--- Extracted information ---

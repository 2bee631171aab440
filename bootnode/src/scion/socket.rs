use std::fmt;
use std::io;

use log::{debug, trace};
use tos_bootnode_common::{
    serializer::{Reader, Serializer},
    tokio::{
        io::{AsyncRead, AsyncReadExt, AsyncWrite, AsyncWriteExt},
        net::{
            unix::{OwnedReadHalf, OwnedWriteHalf},
            UnixStream,
        },
        sync::Mutex,
    },
};

use super::address::ScionAddr;
use super::error::{ScionError, ScionResult};

/// Every dispatcher frame starts with this cookie.
pub(crate) const DISPATCHER_COOKIE: u64 = 0xde00_ad01_be02_ef03;

pub(crate) const FRAME_REGISTER: u8 = 0x01;
pub(crate) const FRAME_DATA: u8 = 0x02;
pub(crate) const FRAME_ERROR: u8 = 0x03;

/// Largest payload accepted from the dispatcher.
const MAX_FRAME_PAYLOAD: usize = 65_536 + 64;

/// L4 protocol number sent on registration.
const PROTOCOL_UDP: u8 = 17;

pub(crate) async fn write_frame<W>(writer: &mut W, kind: u8, payload: &[u8]) -> io::Result<()>
where
    W: AsyncWrite + Unpin,
{
    let len = u32::try_from(payload.len())
        .map_err(|_| io::Error::new(io::ErrorKind::InvalidInput, "frame too large"))?;
    let mut frame = Vec::with_capacity(13 + payload.len());
    frame.extend_from_slice(&DISPATCHER_COOKIE.to_be_bytes());
    frame.push(kind);
    frame.extend_from_slice(&len.to_be_bytes());
    frame.extend_from_slice(payload);
    writer.write_all(&frame).await?;
    writer.flush().await
}

pub(crate) async fn read_frame<R>(reader: &mut R) -> io::Result<(u8, Vec<u8>)>
where
    R: AsyncRead + Unpin,
{
    let cookie = reader.read_u64().await?;
    if cookie != DISPATCHER_COOKIE {
        return Err(io::Error::new(
            io::ErrorKind::InvalidData,
            format!("bad frame cookie {:#018x}", cookie),
        ));
    }
    let kind = reader.read_u8().await?;
    let len = reader.read_u32().await? as usize;
    if len > MAX_FRAME_PAYLOAD {
        return Err(io::Error::new(
            io::ErrorKind::InvalidData,
            format!("frame payload of {} bytes exceeds {}", len, MAX_FRAME_PAYLOAD),
        ));
    }
    let mut payload = vec![0u8; len];
    reader.read_exact(&mut payload).await?;
    Ok((kind, payload))
}

/// Datagram socket relayed through the dispatcher.
///
/// Outgoing frames carry the destination address ahead of the datagram;
/// incoming frames carry the source address the same way.
pub struct PathAwareSocket {
    local: ScionAddr,
    reader: Mutex<OwnedReadHalf>,
    writer: Mutex<OwnedWriteHalf>,
}

impl fmt::Debug for PathAwareSocket {
    fn fmt(&self, f: &mut fmt::Formatter<'_>) -> fmt::Result {
        f.debug_struct("PathAwareSocket").field("local", &self.local).finish()
    }
}

impl PathAwareSocket {
    /// Register `requested` with the dispatcher over `stream`. Port 0 lets
    /// the dispatcher choose.
    pub(crate) async fn register(stream: UnixStream, requested: &ScionAddr) -> ScionResult<Self> {
        let (mut reader, mut writer) = stream.into_split();

        let mut payload = vec![PROTOCOL_UDP];
        payload.extend_from_slice(&requested.to_bytes());
        write_frame(&mut writer, FRAME_REGISTER, &payload).await?;

        let (kind, reply) = read_frame(&mut reader).await?;
        let port = match kind {
            FRAME_REGISTER => {
                let bytes: [u8; 2] = reply.as_slice().try_into().map_err(|_| {
                    ScionError::Protocol(format!("expected a 2-byte port, got {} bytes", reply.len()))
                })?;
                u16::from_be_bytes(bytes)
            }
            FRAME_ERROR => {
                return Err(ScionError::RegistrationRefused(
                    String::from_utf8_lossy(&reply).into_owned(),
                ))
            }
            other => {
                return Err(ScionError::Protocol(format!(
                    "unexpected frame type {} in registration reply",
                    other
                )))
            }
        };

        let local = requested.with_port(port);
        if log::log_enabled!(log::Level::Debug) {
            debug!("registered path-aware socket {} with the dispatcher", local);
        }

        Ok(Self {
            local,
            reader: Mutex::new(reader),
            writer: Mutex::new(writer),
        })
    }

    pub fn local_addr(&self) -> &ScionAddr {
        &self.local
    }

    pub async fn send_to(&self, buf: &[u8], to: &ScionAddr) -> io::Result<usize> {
        let mut payload = to.to_bytes();
        payload.extend_from_slice(buf);

        let mut writer = self.writer.lock().await;
        write_frame(&mut *writer, FRAME_DATA, &payload).await?;
        Ok(buf.len())
    }

    /// Wait for the next datagram. Datagrams larger than `buf` are
    /// truncated.
    pub async fn recv_from(&self, buf: &mut [u8]) -> io::Result<(usize, ScionAddr)> {
        let mut reader = self.reader.lock().await;
        loop {
            let (kind, payload) = read_frame(&mut *reader).await?;
            if kind != FRAME_DATA {
                if log::log_enabled!(log::Level::Trace) {
                    trace!("ignoring dispatcher frame of type {}", kind);
                }
                continue;
            }

            let mut r = Reader::new(&payload);
            let from = ScionAddr::read(&mut r)
                .map_err(|e| io::Error::new(io::ErrorKind::InvalidData, e.to_string()))?;
            let data = &payload[r.total_read()..];
            let len = data.len().min(buf.len());
            buf[..len].copy_from_slice(&data[..len]);
            return Ok((len, from));
        }
    }
}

---

▶ **Activity**: Retype all of the lines shown above, keeping each one exact.

▶ **Task solution**:
repository 2bee631171aab440
filename bootnode/src/scion/socket.rs
use std::fmt;
use std::io;

use log::{debug, trace};
use tos_bootnode_common::{
    serializer::{Reader, Serializer},
    tokio::{
        io::{AsyncRead, AsyncReadExt, AsyncWrite, AsyncWriteExt},
        net::{
            unix::{OwnedReadHalf, OwnedWriteHalf},
            UnixStream,
        },
        sync::Mutex,
    },
};

use super::address::ScionAddr;
use super::error::{ScionError, ScionResult};

/// Every dispatcher frame starts with this cookie.
pub(crate) const DISPATCHER_COOKIE: u64 = 0xde00_ad01_be02_ef03;

pub(crate) const FRAME_REGISTER: u8 = 0x01;
pub(crate) const FRAME_DATA: u8 = 0x02;
pub(crate) const FRAME_ERROR: u8 = 0x03;

/// Largest payload accepted from the dispatcher.
const MAX_FRAME_PAYLOAD: usize = 65_536 + 64;

/// L4 protocol number sent on registration.
const PROTOCOL_UDP: u8 = 17;

pub(crate) async fn write_frame<W>(writer: &mut W, kind: u8, payload: &[u8]) -> io::Result<()>
where
    W: AsyncWrite + Unpin,
{
    let len = u32::try_from(payload.len())
        .map_err(|_| io::Error::new(io::ErrorKind::InvalidInput, "frame too large"))?;
    let mut frame = Vec::with_capacity(13 + payload.len());
    frame.extend_from_slice(&DISPATCHER_COOKIE.to_be_bytes());
    frame.push(kind);
    frame.extend_from_slice(&len.to_be_bytes());
    frame.extend_from_slice(payload);
    writer.write_all(&frame).await?;
    writer.flush().await
}

pub(crate) async fn read_frame<R>(reader: &mut R) -> io::Result<(u8, Vec<u8>)>
where
    R: AsyncRead + Unpin,
{
    let cookie = reader.read_u64().await?;
    if cookie != DISPATCHER_COOKIE {
        return Err(io::Error::new(
            io::ErrorKind::InvalidData,
            format!("bad frame cookie {:#018x}", cookie),
        ));
    }
    let kind = reader.read_u8().await?;
    let len = reader.read_u32().await? as usize;
    if len > MAX_FRAME_PAYLOAD {
        return Err(io::Error::new(
            io::ErrorKind::InvalidData,
            format!("frame payload of {} bytes exceeds {}", len, MAX_FRAME_PAYLOAD),
        ));
    }
    let mut payload = vec![0u8; len];
    reader.read_exact(&mut payload).await?;
    Ok((kind, payload))
}

/// Datagram socket relayed through the dispatcher.
///
/// Outgoing frames carry the destination address ahead of the datagram;
/// incoming frames carry the source address the same way.
pub struct PathAwareSocket {
    local: ScionAddr,
    reader: Mutex<OwnedReadHalf>,
    writer: Mutex<OwnedWriteHalf>,
}

impl fmt::Debug for PathAwareSocket {
    fn fmt(&self, f: &mut fmt::Formatter<'_>) -> fmt::Result {
        f.debug_struct("PathAwareSocket").field("local", &self.local).finish()
    }
}

impl PathAwareSocket {
    /// Register `requested` with the dispatcher over `stream`. Port 0 lets
    /// the dispatcher choose.
    pub(crate) async fn register(stream: UnixStream, requested: &ScionAddr) -> ScionResult<Self> {
        let (mut reader, mut writer) = stream.into_split();

        let mut payload = vec![PROTOCOL_UDP];
        payload.extend_from_slice(&requested.to_bytes());
        write_frame(&mut writer, FRAME_REGISTER, &payload).await?;

        let (kind, reply) = read_frame(&mut reader).await?;
        let port = match kind {
            FRAME_REGISTER => {
                let bytes: [u8; 2] = reply.as_slice().try_into().map_err(|_| {
                    ScionError::Protocol(format!("expected a 2-byte port, got {} bytes", reply.len()))
                })?;
                u16::from_be_bytes(bytes)
            }
            FRAME_ERROR => {
                return Err(ScionError::RegistrationRefused(
                    String::from_utf8_lossy(&reply).into_owned(),
                ))
            }
            other => {
                return Err(ScionError::Protocol(format!(
                    "unexpected frame type {} in registration reply",
                    other
                )))
            }
        };

        let local = requested.with_port(port);
        if log::log_enabled!(log::Level::Debug) {
            debug!("registered path-aware socket {} with the dispatcher", local);
        }

        Ok(Self {
            local,
            reader: Mutex::new(reader),
            writer: Mutex::new(writer),
        })
    }

    pub fn local_addr(&self) -> &ScionAddr {
        &self.local
    }

    pub async fn send_to(&self, buf: &[u8], to: &ScionAddr) -> io::Result<usize> {
        let mut payload = to.to_bytes();
        payload.extend_from_slice(buf);

        let mut writer = self.writer.lock().await;
        write_frame(&mut *writer, FRAME_DATA, &payload).await?;
        Ok(buf.len())
    }

    /// Wait for the next datagram. Datagrams larger than `buf` are
    /// truncated.
    pub async fn recv_from(&self, buf: &mut [u8]) -> io::Result<(usize, ScionAddr)> {
        let mut reader = self.reader.lock().await;
        loop {
            let (kind, payload) = read_frame(&mut *reader).await?;
            if kind != FRAME_DATA {
                if log::log_enabled!(log::Level::Trace) {
                    trace!("ignoring dispatcher frame of type {}", kind);
                }
                continue;
            }

            let mut r = Reader::new(&payload);
            let from = ScionAddr::read(&mut r)
                .map_err(|e| io::Error::new(io::ErrorKind::InvalidData, e.to_string()))?;
            let data = &payload[r.total_read()..];
            let len = data.len().min(buf.len());
            buf[..len].copy_from_slice(&data[..len]);
            return Ok((len, from));
        }
    }
}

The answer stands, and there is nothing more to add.